The answer should be an exact copy of the lines from the line with "let task = self.handle.spawn(async" through the last line of the entries, and no other lines.

THE DATA –

______

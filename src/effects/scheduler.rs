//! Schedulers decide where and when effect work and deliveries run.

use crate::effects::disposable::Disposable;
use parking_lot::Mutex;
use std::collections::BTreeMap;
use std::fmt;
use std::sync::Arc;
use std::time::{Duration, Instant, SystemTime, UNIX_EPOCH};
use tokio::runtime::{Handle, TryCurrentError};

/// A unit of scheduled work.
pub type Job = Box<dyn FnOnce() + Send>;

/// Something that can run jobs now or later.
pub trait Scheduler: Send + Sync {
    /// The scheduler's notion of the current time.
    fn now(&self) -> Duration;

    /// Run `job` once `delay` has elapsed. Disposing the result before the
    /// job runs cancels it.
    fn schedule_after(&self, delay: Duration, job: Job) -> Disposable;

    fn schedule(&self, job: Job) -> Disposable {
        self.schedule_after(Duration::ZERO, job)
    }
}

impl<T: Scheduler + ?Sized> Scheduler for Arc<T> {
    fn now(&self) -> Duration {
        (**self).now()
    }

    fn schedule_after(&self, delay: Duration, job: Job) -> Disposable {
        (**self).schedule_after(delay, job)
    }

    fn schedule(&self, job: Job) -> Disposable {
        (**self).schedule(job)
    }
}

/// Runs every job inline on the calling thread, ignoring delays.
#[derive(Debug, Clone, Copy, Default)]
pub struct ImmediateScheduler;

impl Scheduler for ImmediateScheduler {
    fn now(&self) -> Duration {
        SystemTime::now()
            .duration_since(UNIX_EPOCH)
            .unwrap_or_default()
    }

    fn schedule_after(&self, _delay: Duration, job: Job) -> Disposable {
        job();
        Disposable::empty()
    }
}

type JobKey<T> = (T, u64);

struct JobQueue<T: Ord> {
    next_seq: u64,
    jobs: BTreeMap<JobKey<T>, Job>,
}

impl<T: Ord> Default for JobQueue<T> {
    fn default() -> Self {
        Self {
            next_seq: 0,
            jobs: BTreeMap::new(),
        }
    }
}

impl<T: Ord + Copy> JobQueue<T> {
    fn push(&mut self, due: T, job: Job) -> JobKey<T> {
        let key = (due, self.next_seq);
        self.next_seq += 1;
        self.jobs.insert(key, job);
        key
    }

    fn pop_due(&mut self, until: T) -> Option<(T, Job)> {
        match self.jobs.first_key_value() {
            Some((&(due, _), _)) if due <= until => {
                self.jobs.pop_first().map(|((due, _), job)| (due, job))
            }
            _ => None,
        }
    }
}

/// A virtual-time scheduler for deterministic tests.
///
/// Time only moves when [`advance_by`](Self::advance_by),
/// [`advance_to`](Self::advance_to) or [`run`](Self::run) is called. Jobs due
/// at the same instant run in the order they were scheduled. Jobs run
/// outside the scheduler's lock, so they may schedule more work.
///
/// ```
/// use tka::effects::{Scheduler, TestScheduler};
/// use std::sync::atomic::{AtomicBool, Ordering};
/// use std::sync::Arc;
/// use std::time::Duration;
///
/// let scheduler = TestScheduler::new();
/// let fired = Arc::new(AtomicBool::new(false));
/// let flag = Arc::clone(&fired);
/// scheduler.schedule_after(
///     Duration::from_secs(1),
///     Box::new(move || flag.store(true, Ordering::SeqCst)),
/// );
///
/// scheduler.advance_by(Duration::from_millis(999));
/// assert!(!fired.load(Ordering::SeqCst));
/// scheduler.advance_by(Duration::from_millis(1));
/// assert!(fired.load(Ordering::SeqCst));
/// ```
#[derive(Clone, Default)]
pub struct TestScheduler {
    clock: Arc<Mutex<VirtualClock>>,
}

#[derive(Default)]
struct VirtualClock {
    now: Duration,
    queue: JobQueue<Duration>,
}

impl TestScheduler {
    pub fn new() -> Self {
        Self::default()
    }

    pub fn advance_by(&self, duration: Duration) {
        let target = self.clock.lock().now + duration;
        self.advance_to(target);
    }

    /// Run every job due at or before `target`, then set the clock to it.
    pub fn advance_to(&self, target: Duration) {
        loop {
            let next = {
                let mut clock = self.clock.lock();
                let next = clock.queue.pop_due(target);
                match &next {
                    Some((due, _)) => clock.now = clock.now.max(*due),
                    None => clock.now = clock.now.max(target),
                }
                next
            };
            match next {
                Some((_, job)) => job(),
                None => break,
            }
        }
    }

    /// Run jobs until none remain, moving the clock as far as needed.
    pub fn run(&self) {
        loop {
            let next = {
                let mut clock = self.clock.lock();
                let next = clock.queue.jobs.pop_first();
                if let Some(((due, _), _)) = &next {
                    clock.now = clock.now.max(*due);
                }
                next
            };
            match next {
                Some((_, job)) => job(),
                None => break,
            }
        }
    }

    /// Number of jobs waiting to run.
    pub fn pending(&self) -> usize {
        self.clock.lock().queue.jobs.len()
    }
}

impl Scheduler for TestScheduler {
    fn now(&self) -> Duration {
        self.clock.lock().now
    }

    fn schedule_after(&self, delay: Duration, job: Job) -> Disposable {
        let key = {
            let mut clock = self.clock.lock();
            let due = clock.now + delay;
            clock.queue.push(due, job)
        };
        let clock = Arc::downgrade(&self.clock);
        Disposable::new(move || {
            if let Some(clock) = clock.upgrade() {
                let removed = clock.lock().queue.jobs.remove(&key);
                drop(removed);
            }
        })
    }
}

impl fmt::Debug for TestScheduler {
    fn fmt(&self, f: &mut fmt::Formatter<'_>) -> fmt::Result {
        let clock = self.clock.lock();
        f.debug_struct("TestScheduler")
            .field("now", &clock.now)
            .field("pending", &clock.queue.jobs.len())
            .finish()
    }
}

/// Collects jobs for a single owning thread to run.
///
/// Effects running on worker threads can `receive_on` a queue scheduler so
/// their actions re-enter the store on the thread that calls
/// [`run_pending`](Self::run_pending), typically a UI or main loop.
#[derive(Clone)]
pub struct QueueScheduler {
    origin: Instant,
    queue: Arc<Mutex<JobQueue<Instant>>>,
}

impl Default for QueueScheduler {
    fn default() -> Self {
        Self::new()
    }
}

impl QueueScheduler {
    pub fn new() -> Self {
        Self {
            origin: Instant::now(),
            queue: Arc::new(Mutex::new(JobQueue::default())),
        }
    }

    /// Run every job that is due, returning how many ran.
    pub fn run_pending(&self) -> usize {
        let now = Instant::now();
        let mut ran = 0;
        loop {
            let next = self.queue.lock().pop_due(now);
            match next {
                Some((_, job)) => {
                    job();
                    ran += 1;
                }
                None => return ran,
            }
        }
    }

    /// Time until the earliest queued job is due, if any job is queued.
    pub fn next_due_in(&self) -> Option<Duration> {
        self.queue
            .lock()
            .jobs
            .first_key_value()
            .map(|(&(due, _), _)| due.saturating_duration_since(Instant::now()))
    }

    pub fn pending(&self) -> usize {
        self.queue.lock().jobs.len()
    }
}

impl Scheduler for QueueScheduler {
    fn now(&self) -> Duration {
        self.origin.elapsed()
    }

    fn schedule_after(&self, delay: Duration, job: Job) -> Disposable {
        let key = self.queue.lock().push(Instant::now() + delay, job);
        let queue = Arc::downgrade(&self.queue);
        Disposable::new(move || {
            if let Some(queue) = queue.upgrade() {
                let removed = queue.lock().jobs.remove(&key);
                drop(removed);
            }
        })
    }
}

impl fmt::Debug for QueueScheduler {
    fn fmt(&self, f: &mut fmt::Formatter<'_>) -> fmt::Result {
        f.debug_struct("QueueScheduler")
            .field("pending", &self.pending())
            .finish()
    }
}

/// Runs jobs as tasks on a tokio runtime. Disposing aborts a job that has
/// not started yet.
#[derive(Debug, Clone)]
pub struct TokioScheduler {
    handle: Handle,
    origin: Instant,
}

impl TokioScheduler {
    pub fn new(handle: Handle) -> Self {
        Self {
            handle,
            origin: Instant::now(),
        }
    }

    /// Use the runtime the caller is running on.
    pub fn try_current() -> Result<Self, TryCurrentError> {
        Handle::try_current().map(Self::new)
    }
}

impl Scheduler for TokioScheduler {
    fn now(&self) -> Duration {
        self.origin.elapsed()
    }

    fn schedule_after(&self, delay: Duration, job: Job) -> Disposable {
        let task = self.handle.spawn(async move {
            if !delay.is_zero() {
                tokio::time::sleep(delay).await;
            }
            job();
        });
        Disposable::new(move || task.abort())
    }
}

______

RESPONSE TO THE TASK –
        let task = self.handle.spawn(async move {
            if !delay.is_zero() {
                tokio::time::sleep(delay).await;
            }
            job();
        });
        Disposable::new(move || task.abort())
    }
}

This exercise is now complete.